Intracellular thiol concentration modulating inflammatory response: influence on the regulation of cell functions through cysteine prodrug approach.

Abstract

Oxidative stress is defined as the consequence of overpowering of the immune system's reaction, which causes increased production of the reactive oxidative species (ROS) greater than the antioxidant protection. Tissue injury and oxidation of the circulating molecules may be the consequences. Moreover, the sulphur-containing amino acids (SAA) fate is perturbed during stress. The altered biochemical rules during inflammation weaken the anti-oxidant mechanism, and the extra-supply of SAA under inflammatory conditions can help to restore homeostasis. In brief, the main biochemical steps during inflammation are: The production of Cytokines, Acute Phase Protein, and Glutathione (GSH) pool are strongly modified during inflammation.

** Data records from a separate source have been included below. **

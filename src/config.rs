use config::{Config, ConfigError, Environment, File};
use serde::Deserialize;
use std::env;
use std::path::Path;
use std::time::Duration;
use thiserror::Error;
use tracing::{error, info};
use validator::{Validate, ValidationError};

/// Default values for configuration
const DEFAULT_LOG_LEVEL: &str = "info";
const DEFAULT_ENV: &str = "development";
const DEFAULT_PORT: u16 = 8080;
const CONFIG_DIR: &str = "config";
const DEFAULT_LEDGER_MAX_COMMIT_RETRIES: u32 = 3;
const DEFAULT_LEDGER_COMMIT_TIMEOUT_MS: u64 = 5_000;
const DEFAULT_HISTORY_LIMIT: u64 = 100;
const MAX_HISTORY_LIMIT: u64 = 1_000;

/// Application configuration structure with validation
#[derive(Clone, Debug, Deserialize, Validate)]
#[serde(deny_unknown_fields)]
pub struct AppConfig {
    /// Database connection URL
    pub database_url: String,

    /// Server host address
    pub host: String,

    /// Server port
    #[serde(default = "default_port")]
    pub port: u16,

    /// Application environment
    pub environment: String,

    /// Logging level
    #[serde(default = "default_log_level")]
    #[validate(custom = "validate_log_level")]
    pub log_level: String,

    /// Log in JSON format (structured logging)
    #[serde(default)]
    pub log_json: bool,

    /// Whether to run database migrations on startup
    #[serde(default)]
    pub auto_migrate: bool,

    /// DB pool: max connections. SQLite URLs are capped to one.
    #[serde(default = "default_db_max_connections")]
    #[validate(range(min = 1))]
    pub db_max_connections: u32,

    /// DB pool: min connections
    #[serde(default = "default_db_min_connections")]
    pub db_min_connections: u32,

    /// DB timeouts (seconds)
    #[serde(default = "default_db_connect_timeout_secs")]
    pub db_connect_timeout_secs: u64,
    #[serde(default = "default_db_idle_timeout_secs")]
    pub db_idle_timeout_secs: u64,
    #[serde(default = "default_db_acquire_timeout_secs")]
    pub db_acquire_timeout_secs: u64,

    /// How many times a movement commit is retried after losing an optimistic
    /// version check or a database lock before the caller gets `Conflict`
    #[serde(default = "default_ledger_max_commit_retries")]
    #[validate(range(max = 20))]
    pub ledger_max_commit_retries: u32,

    /// Upper bound for acquiring the per-item lock and staging one movement.
    /// A commit already sent to the database is always awaited.
    #[serde(default = "default_ledger_commit_timeout_ms")]
    #[validate(custom = "validate_non_zero")]
    pub ledger_commit_timeout_ms: u64,

    /// Event channel capacity for async event processing
    #[serde(default = "default_event_channel_capacity")]
    #[validate(custom = "validate_event_channel_capacity")]
    pub event_channel_capacity: usize,

    /// Default page size for movement history and the audit trail
    #[serde(default = "default_history_limit")]
    #[validate(custom = "validate_non_zero")]
    pub history_default_limit: u64,

    /// Hard cap for movement history page sizes
    #[serde(default = "default_history_max_limit")]
    #[validate(custom = "validate_non_zero")]
    pub history_max_limit: u64,
}

impl AppConfig {
    /// Creates a new configuration with defaults for everything but the essentials
    pub fn new(database_url: String, host: String, port: u16, environment: String) -> Self {
        Self {
            database_url,
            host,
            port,
            environment,
            log_level: default_log_level(),
            log_json: false,
            auto_migrate: false,
            db_max_connections: default_db_max_connections(),
            db_min_connections: default_db_min_connections(),
            db_connect_timeout_secs: default_db_connect_timeout_secs(),
            db_idle_timeout_secs: default_db_idle_timeout_secs(),
            db_acquire_timeout_secs: default_db_acquire_timeout_secs(),
            ledger_max_commit_retries: default_ledger_max_commit_retries(),
            ledger_commit_timeout_ms: default_ledger_commit_timeout_ms(),
            event_channel_capacity: default_event_channel_capacity(),
            history_default_limit: default_history_limit(),
            history_max_limit: default_history_max_limit(),
        }
    }

    pub fn log_level(&self) -> &str {
        &self.log_level
    }

    pub fn ledger_settings(&self) -> LedgerSettings {
        LedgerSettings {
            max_commit_retries: self.ledger_max_commit_retries,
            commit_timeout: Duration::from_millis(self.ledger_commit_timeout_ms),
            history_default_limit: self.history_default_limit,
            history_max_limit: self.history_max_limit,
        }
    }
}

/// Tuning knobs for the ledger engine, split out so the engine does not depend
/// on the whole application config.
#[derive(Clone, Copy, Debug)]
pub struct LedgerSettings {
    pub max_commit_retries: u32,
    pub commit_timeout: Duration,
    pub history_default_limit: u64,
    pub history_max_limit: u64,
}

impl Default for LedgerSettings {
    fn default() -> Self {
        Self {
            max_commit_retries: DEFAULT_LEDGER_MAX_COMMIT_RETRIES,
            commit_timeout: Duration::from_millis(DEFAULT_LEDGER_COMMIT_TIMEOUT_MS),
            history_default_limit: DEFAULT_HISTORY_LIMIT,
            history_max_limit: MAX_HISTORY_LIMIT,
        }
    }
}

impl LedgerSettings {
    /// Applies the default page size and clamps to the configured maximum.
    pub fn clamp_limit(&self, requested: Option<u64>) -> u64 {
        requested
            .unwrap_or(self.history_default_limit)
            .clamp(1, self.history_max_limit)
    }
}

/// Configuration loading errors
#[derive(Debug, Error)]
pub enum AppConfigError {
    #[error("Configuration loading failed: {0}")]
    Load(#[from] ConfigError),

    #[error("Configuration validation failed: {0}")]
    Validation(#[from] validator::ValidationErrors),
}

/// Default value functions
fn default_log_level() -> String {
    DEFAULT_LOG_LEVEL.to_string()
}

fn default_port() -> u16 {
    DEFAULT_PORT
}

fn default_db_max_connections() -> u32 {
    16
}
fn default_db_min_connections() -> u32 {
    2
}
fn default_db_connect_timeout_secs() -> u64 {
    30
}
fn default_db_idle_timeout_secs() -> u64 {
    600
}
fn default_db_acquire_timeout_secs() -> u64 {
    8
}

fn default_ledger_max_commit_retries() -> u32 {
    DEFAULT_LEDGER_MAX_COMMIT_RETRIES
}

fn default_ledger_commit_timeout_ms() -> u64 {
    DEFAULT_LEDGER_COMMIT_TIMEOUT_MS
}

fn default_event_channel_capacity() -> usize {
    1024
}

fn default_history_limit() -> u64 {
    DEFAULT_HISTORY_LIMIT
}

fn default_history_max_limit() -> u64 {
    MAX_HISTORY_LIMIT
}

/// Validates log level values
fn validate_log_level(level: &str) -> Result<(), ValidationError> {
    let valid_levels = ["trace", "debug", "info", "warn", "error"];
    if valid_levels.contains(&level.to_lowercase().as_str()) {
        Ok(())
    } else {
        let mut err = ValidationError::new("log_level");
        err.message = Some("Must be one of: trace, debug, info, warn, error".into());
        Err(err)
    }
}

fn validate_non_zero(value: u64) -> Result<(), ValidationError> {
    if value == 0 {
        let mut err = ValidationError::new("non_zero");
        err.message = Some("value must be greater than 0".into());
        return Err(err);
    }
    Ok(())
}

fn validate_event_channel_capacity(capacity: usize) -> Result<(), ValidationError> {
    if capacity == 0 {
        let mut err = ValidationError::new("event_channel_capacity");
        err.message = Some("event_channel_capacity must be greater than 0".into());
        return Err(err);
    }
    Ok(())
}

/// Initializes tracing using the provided log level as the default filter
pub fn init_tracing(level: &str, json: bool) {
    use tracing_subscriber::{fmt, EnvFilter};

    let default_directive = format!("stock_ledger={},tower_http=debug", level);
    let filter_directive = env::var("RUST_LOG")
        .ok()
        .filter(|s| !s.trim().is_empty())
        .unwrap_or(default_directive);

    let filter = EnvFilter::new(filter_directive);
    if json {
        let _ = fmt().with_env_filter(filter).json().try_init();
    } else {
        let _ = fmt().with_env_filter(filter).try_init();
    }
}

/// Loads application configuration
///
/// Layers configuration sources in this order:
/// 1. Built-in defaults
/// 2. Default config (config/default.toml)
/// 3. Environment-specific config (config/{env}.toml)
/// 4. Environment variables (APP__*)
pub fn load_config() -> Result<AppConfig, AppConfigError> {
    load_config_from(Path::new(CONFIG_DIR))
}

/// Same as [`load_config`] but reads config files from `config_dir`.
pub fn load_config_from(config_dir: &Path) -> Result<AppConfig, AppConfigError> {
    let run_env = env::var("RUN_ENV")
        .or_else(|_| env::var("APP_ENV"))
        .unwrap_or_else(|_| DEFAULT_ENV.to_string());
    info!("Loading configuration for environment: {}", run_env);

    if !config_dir.exists() {
        info!(
            "Config directory '{}' not found; relying on built-in defaults and environment variables",
            config_dir.display()
        );
    }

    let dir = config_dir.display();
    let config = Config::builder()
        .set_default("database_url", "sqlite://stock_ledger.db?mode=rwc")?
        .set_default("host", "0.0.0.0")?
        .set_default("port", DEFAULT_PORT)?
        .set_default("environment", DEFAULT_ENV)?
        .set_default("log_level", DEFAULT_LOG_LEVEL)?
        .set_default("log_json", false)?
        .add_source(File::with_name(&format!("{}/default", dir)).required(false))
        .add_source(File::with_name(&format!("{}/{}", dir, run_env)).required(false))
        .add_source(Environment::with_prefix("APP").separator("__"))
        .build()?;

    let app_config: AppConfig = config.try_deserialize()?;

    app_config.validate().map_err(|e| {
        error!("Configuration validation failed: {:?}", e);
        AppConfigError::Validation(e)
    })?;

    info!("Configuration loaded successfully");
    Ok(app_config)
}
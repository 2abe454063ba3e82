//! Stock Ledger
//!
//! Inventory ledger service: immutable stock movements, cached per-item
//! balances and role-gated negative stock.
#![forbid(unsafe_code)]
#![deny(rust_2018_idioms)]
#![warn(clippy::all, clippy::perf, clippy::dbg_macro)]

pub mod auth;
pub mod config;
pub mod db;
pub mod entities;
pub mod errors;
pub mod events;
pub mod handlers;
#[allow(elided_lifetimes_in_paths)]
pub mod migrator;
pub mod openapi;
pub mod services;
pub mod tracing;

use axum::{middleware, response::Json, Router};
use chrono::Utc;
use sea_orm::DatabaseConnection;
use serde::Serialize;
use std::sync::Arc;
use tower_http::{cors::CorsLayer, trace::TraceLayer};
use utoipa::ToSchema;

// App state definition
#[derive(Clone)]
pub struct AppState {
    pub db: Arc<DatabaseConnection>,
    pub config: config::AppConfig,
    pub event_sender: events::EventSender,
    pub services: handlers::AppServices,
}

impl AppState {
    pub fn new(
        db: Arc<DatabaseConnection>,
        config: config::AppConfig,
        event_sender: events::EventSender,
    ) -> Self {
        let services =
            handlers::AppServices::new(db.clone(), event_sender.clone(), config.ledger_settings());
        Self {
            db,
            config,
            event_sender,
            services,
        }
    }
}

// Common response wrappers
#[derive(Serialize, ToSchema)]
pub struct ApiResponse<T> {
    pub success: bool,
    pub data: Option<T>,
    #[serde(skip_serializing_if = "Option::is_none")]
    pub message: Option<String>,
    #[serde(skip_serializing_if = "Option::is_none")]
    pub meta: Option<ResponseMeta>,
}

#[derive(Serialize, ToSchema)]
pub struct ResponseMeta {
    #[serde(skip_serializing_if = "Option::is_none")]
    pub request_id: Option<String>,
    pub timestamp: String,
}

impl ResponseMeta {
    fn capture() -> Self {
        Self {
            request_id: crate::tracing::current_request_id().map(|rid| rid.as_str().to_string()),
            timestamp: Utc::now().to_rfc3339(),
        }
    }
}

impl<T> ApiResponse<T> {
    pub fn success(data: T) -> Self {
        Self {
            success: true,
            data: Some(data),
            message: None,
            meta: Some(ResponseMeta::capture()),
        }
    }
}

/// Standard API result type for JSON responses
pub type ApiResult<T> = Result<Json<ApiResponse<T>>, errors::ServiceError>;

/// Versioned API routes, mounted under `/api/v1`
pub fn api_v1_routes() -> Router<AppState> {
    Router::new()
        .merge(handlers::items::items_router())
        .merge(handlers::movements::movements_router())
        .merge(handlers::customers::customers_router())
        .merge(handlers::health::health_router())
}

/// Full application router with request-id propagation and HTTP tracing.
pub fn build_router(state: AppState) -> Router {
    Router::new()
        .nest("/api/v1", api_v1_routes())
        .merge(openapi::openapi_router())
        .layer(TraceLayer::new_for_http().make_span_with(crate::tracing::RequestSpanMaker))
        .layer(middleware::from_fn(crate::tracing::request_id_middleware))
        .layer(CorsLayer::permissive())
        .with_state(state)
}
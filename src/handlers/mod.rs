pub mod customers;
pub mod health;
pub mod items;
pub mod movements;

use crate::config::LedgerSettings;
use crate::db::DbPool;
use crate::events::EventSender;
use crate::services::{CustomerService, ItemService, LedgerEngine};
use serde::Deserialize;
use std::sync::Arc;
use utoipa::IntoParams;

// Re-export AppState so handler modules can import it as crate::handlers::AppState
pub use crate::AppState;

/// Services layer that encapsulates business logic used by HTTP handlers
#[derive(Clone)]
pub struct AppServices {
    pub items: Arc<ItemService>,
    pub ledger: Arc<LedgerEngine>,
    pub customers: Arc<CustomerService>,
}

impl AppServices {
    pub fn new(db: Arc<DbPool>, event_sender: EventSender, settings: LedgerSettings) -> Self {
        Self {
            items: Arc::new(ItemService::new(db.clone(), event_sender.clone())),
            ledger: Arc::new(LedgerEngine::new(db.clone(), event_sender.clone(), settings)),
            customers: Arc::new(CustomerService::new(db, event_sender)),
        }
    }
}

/// Page size for history style listings
#[derive(Debug, Clone, Copy, Default, Deserialize, IntoParams)]
#[into_params(parameter_in = Query)]
pub struct LimitQuery {
    /// Maximum number of records; clamped to the configured maximum
    pub limit: Option<u64>,
}
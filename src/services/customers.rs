use crate::{
    auth::Actor,
    db::DbPool,
    entities::{
        customer::{self, CustomerStatus, Entity as Customer},
        movement::{self, Entity as Movement},
    },
    errors::ServiceError,
    events::{Event, EventSender},
};
use sea_orm::{
    ActiveModelTrait, ColumnTrait, DbErr, EntityTrait, ModelTrait, PaginatorTrait, QueryFilter,
    QueryOrder, Set, SqlErr,
};
use serde::{Deserialize, Serialize};
use std::sync::Arc;
use tracing::{info, instrument};
use utoipa::{IntoParams, ToSchema};
use uuid::Uuid;
use validator::{Validate, ValidationError};

fn validate_not_blank(value: &str) -> Result<(), ValidationError> {
    if value.trim().is_empty() {
        let mut err = ValidationError::new("not_blank");
        err.message = Some("must not be blank".into());
        return Err(err);
    }
    Ok(())
}

#[derive(Debug, Clone, Deserialize, Serialize, Validate, ToSchema)]
pub struct CreateCustomerRequest {
    #[validate(length(min = 1, max = 255), custom = "validate_not_blank")]
    pub name: String,
    #[validate(email)]
    pub email: Option<String>,
    #[validate(length(max = 50))]
    pub phone: Option<String>,
    pub address: Option<String>,
}

#[derive(Debug, Clone, Default, Deserialize, Serialize, Validate, ToSchema)]
pub struct UpdateCustomerRequest {
    #[validate(length(min = 1, max = 255), custom = "validate_not_blank")]
    pub name: Option<String>,
    #[validate(email)]
    pub email: Option<String>,
    #[validate(length(max = 50))]
    pub phone: Option<String>,
    pub address: Option<String>,
    pub status: Option<CustomerStatus>,
}

#[derive(Debug, Clone, Default, Deserialize, IntoParams)]
#[into_params(parameter_in = Query)]
pub struct CustomerFilter {
    pub status: Option<CustomerStatus>,
}

fn trimmed_or_none(value: Option<String>) -> Option<String> {
    value
        .map(|v| v.trim().to_string())
        .filter(|v| !v.is_empty())
}

/// Customer records referenced by outbound movements.
#[derive(Clone)]
pub struct CustomerService {
    db: Arc<DbPool>,
    event_sender: EventSender,
}

impl CustomerService {
    pub fn new(db: Arc<DbPool>, event_sender: EventSender) -> Self {
        Self { db, event_sender }
    }

    #[instrument(skip(self, request), fields(user_id = %actor.user_id))]
    pub async fn create_customer(
        &self,
        request: CreateCustomerRequest,
        actor: Actor,
    ) -> Result<customer::Model, ServiceError> {
        actor.require_admin()?;
        request.validate()?;

        let created = customer::ActiveModel {
            id: Set(Uuid::new_v4()),
            name: Set(request.name.trim().to_string()),
            email: Set(trimmed_or_none(request.email)),
            phone: Set(trimmed_or_none(request.phone)),
            address: Set(trimmed_or_none(request.address)),
            status: Set(CustomerStatus::Active),
            ..Default::default()
        }
        .insert(self.db.as_ref())
        .await
        .map_err(ServiceError::db_error)?;

        info!(customer_id = %created.id, "Customer created");
        self.event_sender
            .send_or_log(Event::CustomerCreated(created.id))
            .await;
        Ok(created)
    }

    #[instrument(skip(self))]
    pub async fn get_customer(&self, customer_id: Uuid) -> Result<customer::Model, ServiceError> {
        Customer::find_by_id(customer_id)
            .one(self.db.as_ref())
            .await
            .map_err(ServiceError::db_error)?
            .ok_or_else(|| ServiceError::NotFound(format!("Customer {} not found", customer_id)))
    }

    #[instrument(skip(self, request), fields(user_id = %actor.user_id))]
    pub async fn update_customer(
        &self,
        customer_id: Uuid,
        request: UpdateCustomerRequest,
        actor: Actor,
    ) -> Result<customer::Model, ServiceError> {
        actor.require_admin()?;
        request.validate()?;

        let existing = self.get_customer(customer_id).await?;
        let mut active: customer::ActiveModel = existing.into();

        if let Some(name) = request.name {
            active.name = Set(name.trim().to_string());
        }
        if let Some(email) = request.email {
            active.email = Set(trimmed_or_none(Some(email)));
        }
        if let Some(phone) = request.phone {
            active.phone = Set(trimmed_or_none(Some(phone)));
        }
        if let Some(address) = request.address {
            active.address = Set(trimmed_or_none(Some(address)));
        }
        if let Some(status) = request.status {
            active.status = Set(status);
        }

        let updated = active
            .update(self.db.as_ref())
            .await
            .map_err(ServiceError::db_error)?;

        info!(customer_id = %updated.id, "Customer updated");
        self.event_sender
            .send_or_log(Event::CustomerUpdated(updated.id))
            .await;
        Ok(updated)
    }

    /// Customers ordered by name, optionally filtered by status.
    #[instrument(skip(self))]
    pub async fn list_customers(
        &self,
        filter: CustomerFilter,
    ) -> Result<Vec<customer::Model>, ServiceError> {
        let mut query = Customer::find();
        if let Some(status) = filter.status {
            query = query.filter(customer::Column::Status.eq(status));
        }
        query
            .order_by_asc(customer::Column::Name)
            .all(self.db.as_ref())
            .await
            .map_err(ServiceError::db_error)
    }

    /// Deletes a customer that no movement references.
    #[instrument(skip(self), fields(user_id = %actor.user_id))]
    pub async fn delete_customer(&self, customer_id: Uuid, actor: Actor) -> Result<(), ServiceError> {
        actor.require_admin()?;
        let db = self.db.as_ref();
        let existing = self.get_customer(customer_id).await?;

        let references = Movement::find()
            .filter(movement::Column::CustomerId.eq(customer_id))
            .count(db)
            .await
            .map_err(ServiceError::db_error)?;
        if references > 0 {
            return Err(ServiceError::Conflict(format!(
                "customer {} is referenced by {} movement(s); set it inactive instead",
                customer_id, references
            )));
        }

        existing
            .delete(db)
            .await
            .map_err(|e| map_reference_conflict(e, customer_id))?;

        info!(%customer_id, "Customer deleted");
        self.event_sender
            .send_or_log(Event::CustomerDeleted(customer_id))
            .await;
        Ok(())
    }
}

// A movement committed between the reference count and the delete still trips the FK.
fn map_reference_conflict(err: DbErr, customer_id: Uuid) -> ServiceError {
    match err.sql_err() {
        Some(SqlErr::ForeignKeyConstraintViolation(_)) => ServiceError::Conflict(format!(
            "customer {} is referenced by movements",
            customer_id
        )),
        _ => ServiceError::db_error(err),
    }
}
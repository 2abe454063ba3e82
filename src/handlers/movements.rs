use super::LimitQuery;
use crate::{
    auth::Actor,
    entities::{alert, movement, MovementKind},
    errors::ServiceError,
    services::ledger::{Balance, BalanceCheck, MovementOptions, MovementOutcome, MovementRequest},
    ApiResponse, ApiResult, AppState,
};
use axum::{
    extract::{Json, Path, Query, State},
    http::StatusCode,
    routing::{get, post},
    Router,
};
use rust_decimal::Decimal;
use serde::{Deserialize, Serialize};
use utoipa::ToSchema;
use uuid::Uuid;

#[derive(Debug, Clone, Deserialize, Serialize, ToSchema)]
pub struct RecordMovementRequest {
    pub kind: MovementKind,
    /// `in` and `out` take the absolute value; `adjust` keeps the sign
    #[schema(value_type = String, example = "5")]
    pub quantity: Decimal,
    pub reason: String,
    pub ref_doc: Option<String>,
    /// Only valid on `out` movements
    pub customer_id: Option<Uuid>,
    pub delivery_note: Option<String>,
    /// Admin override for taking stock below zero
    #[serde(default)]
    pub allow_negative: bool,
}

impl RecordMovementRequest {
    fn into_request(self, item_id: Uuid) -> MovementRequest {
        MovementRequest {
            item_id,
            kind: self.kind,
            magnitude: self.quantity,
            reason: self.reason,
            options: MovementOptions {
                customer_id: self.customer_id,
                ref_doc: self.ref_doc,
                delivery_note: self.delivery_note,
                allow_negative: self.allow_negative,
            },
        }
    }
}

/// Ledger routes: movements, balances and the audit trail
pub fn movements_router() -> Router<AppState> {
    Router::new()
        .route(
            "/items/:id/movements",
            get(movement_history).post(record_movement),
        )
        .route("/items/:id/balance", get(current_balance))
        .route("/items/:id/balance/verify", get(verify_balance))
        .route("/items/:id/balance/repair", post(repair_balance))
        .route("/items/:id/alerts", get(item_alerts))
        .route("/movements", get(recent_movements))
}

/// Record a stock movement against an item
#[utoipa::path(
    post,
    path = "/api/v1/items/{id}/movements",
    params(("id" = Uuid, Path, description = "Item ID")),
    request_body = RecordMovementRequest,
    responses(
        (status = 201, description = "Movement committed", body = crate::ApiResponse<MovementOutcome>),
        (status = 400, description = "Invalid movement", body = crate::errors::ErrorResponse),
        (status = 401, description = "Missing actor headers", body = crate::errors::ErrorResponse),
        (status = 403, description = "Denied by negative stock policy", body = crate::errors::ErrorResponse),
        (status = 404, description = "Item not found", body = crate::errors::ErrorResponse),
        (status = 409, description = "Concurrent modification; safe to retry", body = crate::errors::ErrorResponse)
    ),
    tag = "ledger"
)]
pub async fn record_movement(
    State(state): State<AppState>,
    actor: Actor,
    Path(id): Path<Uuid>,
    Json(payload): Json<RecordMovementRequest>,
) -> Result<(StatusCode, Json<ApiResponse<MovementOutcome>>), ServiceError> {
    let outcome = state
        .services
        .ledger
        .submit_movement(payload.into_request(id), actor)
        .await?;
    Ok((StatusCode::CREATED, Json(ApiResponse::success(outcome))))
}

/// Movement history for an item, newest commit first
#[utoipa::path(
    get,
    path = "/api/v1/items/{id}/movements",
    params(("id" = Uuid, Path, description = "Item ID"), LimitQuery),
    responses(
        (status = 200, description = "History returned", body = crate::ApiResponse<Vec<movement::Model>>),
        (status = 404, description = "Item not found", body = crate::errors::ErrorResponse)
    ),
    tag = "ledger"
)]
pub async fn movement_history(
    State(state): State<AppState>,
    _actor: Actor,
    Path(id): Path<Uuid>,
    Query(query): Query<LimitQuery>,
) -> ApiResult<Vec<movement::Model>> {
    let history = state
        .services
        .ledger
        .movement_history(id, query.limit)
        .await?;
    Ok(Json(ApiResponse::success(history)))
}

/// Low-stock alerts raised for an item, newest first
#[utoipa::path(
    get,
    path = "/api/v1/items/{id}/alerts",
    params(("id" = Uuid, Path, description = "Item ID"), LimitQuery),
    responses(
        (status = 200, description = "Alert history returned", body = crate::ApiResponse<Vec<alert::Model>>),
        (status = 404, description = "Item not found", body = crate::errors::ErrorResponse)
    ),
    tag = "ledger"
)]
pub async fn item_alerts(
    State(state): State<AppState>,
    _actor: Actor,
    Path(id): Path<Uuid>,
    Query(query): Query<LimitQuery>,
) -> ApiResult<Vec<alert::Model>> {
    let alerts = state.services.ledger.item_alerts(id, query.limit).await?;
    Ok(Json(ApiResponse::success(alerts)))
}

#[utoipa::path(
    get,
    path = "/api/v1/items/{id}/balance",
    params(("id" = Uuid, Path, description = "Item ID")),
    responses(
        (status = 200, description = "Cached balance", body = crate::ApiResponse<Balance>),
        (status = 404, description = "Item not found", body = crate::errors::ErrorResponse)
    ),
    tag = "ledger"
)]
pub async fn current_balance(
    State(state): State<AppState>,
    _actor: Actor,
    Path(id): Path<Uuid>,
) -> ApiResult<Balance> {
    let balance = state.services.ledger.current_balance(id).await?;
    Ok(Json(ApiResponse::success(balance)))
}

/// Compare the cached balance with the movement log
#[utoipa::path(
    get,
    path = "/api/v1/items/{id}/balance/verify",
    params(("id" = Uuid, Path, description = "Item ID")),
    responses(
        (status = 200, description = "Balance check", body = crate::ApiResponse<BalanceCheck>),
        (status = 404, description = "Item not found", body = crate::errors::ErrorResponse)
    ),
    tag = "ledger"
)]
pub async fn verify_balance(
    State(state): State<AppState>,
    _actor: Actor,
    Path(id): Path<Uuid>,
) -> ApiResult<BalanceCheck> {
    let check = state.services.ledger.recompute_balance(id).await?;
    Ok(Json(ApiResponse::success(check)))
}

/// Rewrite a drifted cached balance from the movement log (admin only)
#[utoipa::path(
    post,
    path = "/api/v1/items/{id}/balance/repair",
    params(("id" = Uuid, Path, description = "Item ID")),
    responses(
        (status = 200, description = "Balance check before repair", body = crate::ApiResponse<BalanceCheck>),
        (status = 403, description = "Admin role required", body = crate::errors::ErrorResponse),
        (status = 404, description = "Item not found", body = crate::errors::ErrorResponse),
        (status = 409, description = "Concurrent modification; safe to retry", body = crate::errors::ErrorResponse)
    ),
    tag = "ledger"
)]
pub async fn repair_balance(
    State(state): State<AppState>,
    actor: Actor,
    Path(id): Path<Uuid>,
) -> ApiResult<BalanceCheck> {
    let check = state.services.ledger.repair_balance(id, actor).await?;
    Ok(Json(ApiResponse::success(check)))
}

/// Audit trail across all items, newest first
#[utoipa::path(
    get,
    path = "/api/v1/movements",
    params(LimitQuery),
    responses(
        (status = 200, description = "Recent movements", body = crate::ApiResponse<Vec<movement::Model>>),
        (status = 401, description = "Missing actor headers", body = crate::errors::ErrorResponse)
    ),
    tag = "ledger"
)]
pub async fn recent_movements(
    State(state): State<AppState>,
    _actor: Actor,
    Query(query): Query<LimitQuery>,
) -> ApiResult<Vec<movement::Model>> {
    let movements = state.services.ledger.recent_movements(query.limit).await?;
    Ok(Json(ApiResponse::success(movements)))
}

The GSH participates in many important physiological processes controlling the homeostasis of the cells. A higher demand of Cysteine (Cys) supply causes difficulties in maintaining a constant GSH level. The role of GSH as a key regulator of thiol redox intracellular balance is established. This reveals that GSH is essential in regulating the cell's life cycle and that the reduction of intracellular GSH contributes to chronic inflammation. The fact that Cys availability is generally a limiting factor for the GSH synthesis stimulated the development of a pharmacologically useful Cys pro-drug. The simplest derivative is N-acetylcysteine (NAC), which appears to be the prototype of all Cys suppliers. Different approaches are presented here.